As Christians, we are very protective of our rights as Americans also. When someone does something that makes it harder for us to practice our faith, we are willing to take it to court. We must stand up for our rights or they will slowly be eroded, right? We fight laws that limit preaching; we fight laws that limit our ministry; we fight laws that limit our personal practices as Christians. We can’t believe that people would attack us the way they do. Peter warned early Christians not to be surprised when they were persecuted. If we are true to our faith, the world will send persecution. But, our persecution must be because we are true to our faith. If we are “persecuted” for being a murderer, it’s not persecution, it’s justice. “However, if you suffer as a Christian, do not be ashamed, but praise God that you bear that name.” (1 Peter 4:16)

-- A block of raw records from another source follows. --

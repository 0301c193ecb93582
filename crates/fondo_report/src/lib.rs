//! fondo_report/src/lib.rs: offline report model and JSON renderer.
//!
//! - No I/O here. Callers pass artifacts already in memory.
//! - Artifacts are taken as `serde_json::Value`, so this crate does not depend
//!   on the pipeline's concrete types; it reads well-known fields only.
//! - Stable section order and field names.

#![deny(unsafe_code)]

use core::fmt;

pub mod format;
pub mod structure;
#[cfg(feature = "render_json")]
pub mod render_json;

pub use fondo_core::ids::{ResultId, RunId};
pub use structure::{build_model, ReportModel};
#[cfg(feature = "render_json")]
pub use render_json::{render_json, render_value};

/// Parsed `result.json`.
pub type ResultArtifact = serde_json::Value;
/// Parsed `run_record.json`.
pub type RunRecordArtifact = serde_json::Value;

#[derive(Debug, Clone, PartialEq, Eq)]
pub enum ReportError {
    Template(&'static str),
    MissingField(&'static str),
    Inconsistent(&'static str),
}

impl fmt::Display for ReportError {
    fn fmt(&self, f: &mut fmt::Formatter<'_>) -> fmt::Result {
        match self {
            ReportError::Template(s) => write!(f, "render failed: {s}"),
            ReportError::MissingField(s) => write!(f, "missing field: {s}"),
            ReportError::Inconsistent(s) => write!(f, "inconsistent artifacts: {s}"),
        }
    }
}

impl std::error::Error for ReportError {}
//! Indicator tables and weight vectors.

use std::collections::{BTreeMap, BTreeSet};

use serde::{Deserialize, Serialize};

use crate::errors::CoreError;
use crate::tokens::{EntityId, IndicatorId};

/// One row of the dataset: an entity and its raw indicator values.
#[derive(Debug, Clone, PartialEq, Serialize, Deserialize)]
#[serde(deny_unknown_fields)]
pub struct EntityRow {
    pub entity: EntityId,
    pub values: BTreeMap<IndicatorId, f64>,
}

impl EntityRow {
    pub fn value(&self, indicator: &str) -> Option<f64> {
        self.values.get(indicator).copied()
    }
}

/// The raw dataset: one row per entity. Row order is the dataset order and
/// is preserved through every stage.
#[derive(Debug, Clone, PartialEq, Serialize, Deserialize)]
#[serde(deny_unknown_fields)]
pub struct IndicatorTable {
    pub entities: Vec<EntityRow>,
}

impl IndicatorTable {
    /// Build a table, rejecting empty input and duplicate entity ids.
    pub fn new(entities: Vec<EntityRow>) -> Result<Self, CoreError> {
        let t = Self { entities };
        t.check()?;
        Ok(t)
    }

    pub fn check(&self) -> Result<(), CoreError> {
        if self.entities.is_empty() {
            return Err(CoreError::EmptyTable);
        }
        let mut seen = BTreeSet::new();
        for row in &self.entities {
            if !seen.insert(row.entity.as_str()) {
                return Err(CoreError::DuplicateEntity(row.entity.to_string()));
            }
        }
        Ok(())
    }

    pub fn len(&self) -> usize { self.entities.len() }

    pub fn is_empty(&self) -> bool { self.entities.is_empty() }

    pub fn entity_ids(&self) -> Vec<EntityId> {
        self.entities.iter().map(|r| r.entity.clone()).collect()
    }

    /// True when at least one row carries the indicator.
    pub fn has_column(&self, indicator: &str) -> bool {
        self.entities.iter().any(|r| r.values.contains_key(indicator))
    }

    /// Entities lacking a value for `indicator`, in dataset order.
    pub fn missing_in(&self, indicator: &str) -> Vec<EntityId> {
        self.entities
            .iter()
            .filter(|r| !r.values.contains_key(indicator))
            .map(|r| r.entity.clone())
            .collect()
    }

    /// Full column in dataset order; `None` if any row lacks the value.
    pub fn column(&self, indicator: &str) -> Option<Vec<f64>> {
        self.entities.iter().map(|r| r.value(indicator)).collect()
    }
}

/// Indicator name → non-negative weight.
#[derive(Debug, Clone, Default, PartialEq, Serialize, Deserialize)]
#[serde(transparent)]
pub struct WeightVector(BTreeMap<IndicatorId, f64>);

impl WeightVector {
    pub fn new() -> Self { Self::default() }

    pub fn insert(&mut self, id: IndicatorId, weight: f64) -> Option<f64> {
        self.0.insert(id, weight)
    }

    pub fn get(&self, id: &str) -> Option<f64> {
        self.0.get(id).copied()
    }

    pub fn iter(&self) -> impl Iterator<Item = (&IndicatorId, f64)> {
        self.0.iter().map(|(k, v)| (k, *v))
    }

    pub fn len(&self) -> usize { self.0.len() }

    pub fn is_empty(&self) -> bool { self.0.is_empty() }

    pub fn sum(&self) -> f64 {
        self.0.values().sum()
    }

    /// Keep only the indicators accepted by `keep`.
    pub fn retain(&mut self, mut keep: impl FnMut(&IndicatorId) -> bool) {
        self.0.retain(|k, _| keep(k));
    }

    /// Rescale so the weights sum to exactly 1 (up to rounding).
    /// Fails on negative/non-finite entries or a zero sum.
    pub fn normalized(&self) -> Result<WeightVector, CoreError> {
        if self.0.values().any(|w| !w.is_finite() || *w < 0.0) {
            return Err(CoreError::DomainOutOfRange("weight"));
        }
        let sum = self.sum();
        if sum <= 0.0 {
            return Err(CoreError::DomainOutOfRange("weights (sum must be > 0)"));
        }
        Ok(self.0.iter().map(|(k, w)| (k.clone(), w / sum)).collect())
    }
}

impl FromIterator<(IndicatorId, f64)> for WeightVector {
    fn from_iter<I: IntoIterator<Item = (IndicatorId, f64)>>(iter: I) -> Self {
        Self(iter.into_iter().collect())
    }
}

#[cfg(test)]
mod tests {
    use super::*;

    fn ind(s: &str) -> IndicatorId { IndicatorId::new(s).unwrap() }

    fn row(e: &str, vals: &[(&str, f64)]) -> EntityRow {
        EntityRow {
            entity: EntityId::new(e).unwrap(),
            values: vals.iter().map(|(k, v)| (ind(k), *v)).collect(),
        }
    }

    #[test]
    fn duplicate_entities_rejected() {
        let err = IndicatorTable::new(vec![row("A", &[]), row("A", &[])]).unwrap_err();
        assert_eq!(err, CoreError::DuplicateEntity("A".into()));
        assert_eq!(IndicatorTable::new(vec![]).unwrap_err(), CoreError::EmptyTable);
    }

    #[test]
    fn column_requires_every_row() {
        let t = IndicatorTable::new(vec![
            row("A", &[("x", 1.0), ("y", 2.0)]),
            row("B", &[("x", 3.0)]),
        ])
        .unwrap();
        assert_eq!(t.column("x"), Some(vec![1.0, 3.0]));
        assert_eq!(t.column("y"), None);
        assert!(t.has_column("y"));
        assert_eq!(t.missing_in("y"), vec![EntityId::new("B").unwrap()]);
        assert!(!t.has_column("z"));
    }

    #[test]
    fn weights_normalize_to_one() {
        let w: WeightVector = [(ind("a"), 0.2), (ind("b"), 0.6)].into_iter().collect();
        let n = w.normalized().unwrap();
        assert!((n.sum() - 1.0).abs() < 1e-12);
        assert!((n.get("a").unwrap() - 0.25).abs() < 1e-12);
    }

    #[test]
    fn zero_weight_sum_is_an_error() {
        let w: WeightVector = [(ind("a"), 0.0)].into_iter().collect();
        assert!(w.normalized().is_err());
    }
}
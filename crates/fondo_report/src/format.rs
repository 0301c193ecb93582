//! Display formatting for report cells. Money is rounded to cents and grouped
//! by thousands; ratios are shown as percentages.

const NA: &str = "n/a";

fn group_thousands(digits: &str) -> String {
    let mut out = String::with_capacity(digits.len() + digits.len() / 3);
    for (i, ch) in digits.chars().enumerate() {
        if i > 0 && (digits.len() - i) % 3 == 0 {
            out.push(',');
        }
        out.push(ch);
    }
    out
}

/// `1234.565` → `"$1,234.57"`, `-0.5` → `"-$0.50"`.
pub fn money(v: f64) -> String {
    if !v.is_finite() {
        return NA.to_string();
    }
    let cents = (v.abs() * 100.0).round() as u128;
    let sign = if v < 0.0 && cents > 0 { "-" } else { "" };
    let units = group_thousands(&(cents / 100).to_string());
    format!("{sign}${units}.{:02}", cents % 100)
}

/// Rounding that never yields a `-0` rendering.
fn scaled(ratio: f64, decimals: usize) -> f64 {
    let v = ratio * 100.0;
    let half_ulp = 0.5 * 10f64.powi(-(decimals as i32));
    if v.abs() < half_ulp { 0.0 } else { v }
}

/// `0.1234` → `"12.34%"` (with `decimals = 2`).
pub fn pct(ratio: f64, decimals: usize) -> String {
    if !ratio.is_finite() {
        return NA.to_string();
    }
    format!("{:.*}%", decimals, scaled(ratio, decimals))
}

/// Like [`pct`] but always signed: `"+3.20%"`, `"-10.00%"`, `"0.00%"`.
pub fn signed_pct(ratio: f64, decimals: usize) -> String {
    if !ratio.is_finite() {
        return NA.to_string();
    }
    let v = scaled(ratio, decimals);
    if v > 0.0 {
        format!("+{:.*}%", decimals, v)
    } else {
        format!("{:.*}%", decimals, v)
    }
}
use fondo_algo::allocation::{allocate_with_mode, Bands};
use fondo_algo::{normalize, normalize_column, proportional, shift, shift_value};
use fondo_core::{Direction, RedistributionMode};
use proptest::prelude::*;

fn arb_column() -> impl Strategy<Value = Vec<f64>> {
    prop::collection::vec(-1.0e6f64..1.0e6, 1..30)
}

fn arb_mode() -> impl Strategy<Value = RedistributionMode> {
    prop_oneof![Just(RedistributionMode::SinglePass), Just(RedistributionMode::WaterFill)]
}

/// (shifted index, prior allocations) of equal length.
fn arb_entities() -> impl Strategy<Value = (Vec<f64>, Vec<f64>)> {
    (1usize..20).prop_flat_map(|n| {
        (
            prop::collection::vec(0.01f64..1.0, n),
            prop::collection::vec(1.0f64..1.0e6, n),
        )
    })
}

// ── Normalizer ───────────────────────────────────────────────────────────

proptest! {
    #[test]
    fn normalized_values_stay_in_unit_interval(xs in arb_column()) {
        for d in [Direction::Positive, Direction::Negative] {
            for v in normalize(&xs, d).unwrap() {
                prop_assert!((0.0..=1.0).contains(&v), "{v}");
            }
        }
    }

    #[test]
    fn endpoints_map_to_zero_and_one(xs in arb_column()) {
        let c = normalize_column(&xs, Direction::Positive).unwrap();
        prop_assume!(!c.degenerate);
        let imin = xs.iter().position(|&v| v == c.min).unwrap();
        let imax = xs.iter().position(|&v| v == c.max).unwrap();
        prop_assert_eq!(c.values[imin], 0.0);
        prop_assert_eq!(c.values[imax], 1.0);

        let neg = normalize(&xs, Direction::Negative).unwrap();
        prop_assert_eq!(neg[imin], 1.0);
        prop_assert_eq!(neg[imax], 0.0);
    }

    #[test]
    fn negative_is_complement_of_positive(xs in arb_column()) {
        let pos = normalize(&xs, Direction::Positive).unwrap();
        let neg = normalize(&xs, Direction::Negative).unwrap();
        for (p, n) in pos.iter().zip(&neg) {
            prop_assert!((n - (1.0 - p)).abs() < 1e-6, "pos={p} neg={n}");
        }
    }

    #[test]
    fn constant_column_maps_to_half(v in -1.0e6f64..1.0e6, n in 1usize..30) {
        let xs = vec![v; n];
        prop_assert_eq!(normalize(&xs, Direction::Positive).unwrap(), vec![0.5; n]);
        prop_assert_eq!(normalize(&xs, Direction::Negative).unwrap(), vec![0.5; n]);
    }
}

// ── Shifter ──────────────────────────────────────────────────────────────

proptest! {
    #[test]
    fn shift_fixes_endpoints(eps in 0.0001f64..0.4999) {
        prop_assert_eq!(shift_value(0.0, eps), eps);
        prop_assert!((shift_value(1.0, eps) - 1.0).abs() < 1e-12);
    }

    #[test]
    fn shift_is_monotonic(a in 0.0f64..=1.0, b in 0.0f64..=1.0, eps in 0.0001f64..0.4999) {
        let out = shift(&[a, b], eps).unwrap();
        if a < b {
            prop_assert!(out[0] <= out[1]);
        } else if a > b {
            prop_assert!(out[0] >= out[1]);
        }
        for v in out {
            prop_assert!(v >= eps && v <= 1.0 + 1e-12);
        }
    }
}

// ── Allocator ────────────────────────────────────────────────────────────

proptest! {
    #[test]
    fn proportional_allocation_sums_to_budget(
        (shifted, _prior) in arb_entities(),
        budget in 1.0f64..1.0e10,
    ) {
        let p = proportional(&shifted, budget).unwrap();
        let total: f64 = p.allocations.iter().sum();
        prop_assert!((total - budget).abs() <= 1e-6 * budget);
    }

    #[test]
    fn final_allocation_accounts_for_budget(
        (shifted, prior) in arb_entities(),
        budget in 1.0f64..1.0e7,
        lower in 0.0f64..=1.0,
        upper in 0.0f64..1.0,
        mode in arb_mode(),
    ) {
        let bands = Bands::new(lower, upper).unwrap();
        let a = allocate_with_mode(&shifted, budget, &prior, bands, mode).unwrap();

        let alloc_total: f64 = a.rows.iter().map(|r| r.allocation).sum();
        prop_assert!((alloc_total - budget).abs() <= 1e-6 * budget);

        let scale = budget.max(prior.iter().sum());
        prop_assert!(
            (a.final_total + a.undistributed - budget).abs() <= 1e-6 * scale,
            "final={} undistributed={} budget={}", a.final_total, a.undistributed, budget
        );
        if a.eligible_count > 0 && mode == RedistributionMode::SinglePass {
            prop_assert!((a.final_total - budget).abs() <= 1e-6 * scale);
        }
    }

    #[test]
    fn ineligible_entities_stay_in_band(
        (shifted, prior) in arb_entities(),
        budget in 1.0f64..1.0e7,
        lower in 0.0f64..=1.0,
        upper in 0.0f64..1.0,
        mode in arb_mode(),
    ) {
        let bands = Bands::new(lower, upper).unwrap();
        let a = allocate_with_mode(&shifted, budget, &prior, bands, mode).unwrap();
        for r in a.rows.iter().filter(|r| !r.eligible) {
            prop_assert!(r.final_allocation >= r.band_min && r.final_allocation <= r.band_max);
            if mode == RedistributionMode::SinglePass {
                prop_assert_eq!(r.remainder_share, 0.0);
            }
        }
    }

    #[test]
    fn water_fill_never_leaves_the_band(
        (shifted, prior) in arb_entities(),
        budget in 1.0f64..1.0e7,
        lower in 0.0f64..=1.0,
        upper in 0.0f64..1.0,
    ) {
        let bands = Bands::new(lower, upper).unwrap();
        let a = allocate_with_mode(&shifted, budget, &prior, bands, RedistributionMode::WaterFill).unwrap();
        prop_assert!(a.passes as usize <= shifted.len() + 1);
        for r in &a.rows {
            prop_assert!(r.final_allocation >= r.band_min && r.final_allocation <= r.band_max);
        }
    }
}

The gospel and government do not mix. Oh, I know that we have freedoms as Christians in our country. I know that we can use those freedoms to spread the gospel. The problem comes when we as Christians gain positions of power in the government and seek to make laws that will make evangelism a function of the government. We see how terrible it is in other countries where religion and government are comingled and people are forced to be a member of that religion or be counted a second-class citizen, if a citizen at all, or endure terrible persecution, even unto death. You end up with many nominal adherents to the faith in power and a lot of persecution to other faiths. As Christians, when we have power we find that we do similar things, even, in some cases, persecuting those of other faiths or no faith. We are not called to persecute others. We are not called to use the powers of government to spread our faith. We are called to speak truth to our government. At times, that may lead to persecution and suffering. No one likes to be told how they are wrong.
It is in the persecution, the suffering, we rejoice as followers of Christ. That can only be, though, if we stay true to our mission of proclaiming the good news of the grace and mercy of Jesus Christ. If we are prosecuted for crimes, or if people attack us for being busybodies or meddlers, there is no joy in that. We are called to be gracious in all we do. We are to proclaim the forgiveness of God through Jesus Christ to all who will call on His name. That will make some people mad. Many don’t like the idea that they may need forgiveness. It might even make church leaders mad if they use control over the power of forgiveness to control other people. In the long run, it will cause us to be persecuted. Peter would say two things to that. Praise God that you are being persecuted for the sake of the name of Jesus and keep on proclaiming His grace and forgiveness.
Lord God, help me to remember that suffering for Your name is going to happen if I am true to You. Keep me faithful. May I always be willing to proclaim the grace and forgiveness of Jesus to others.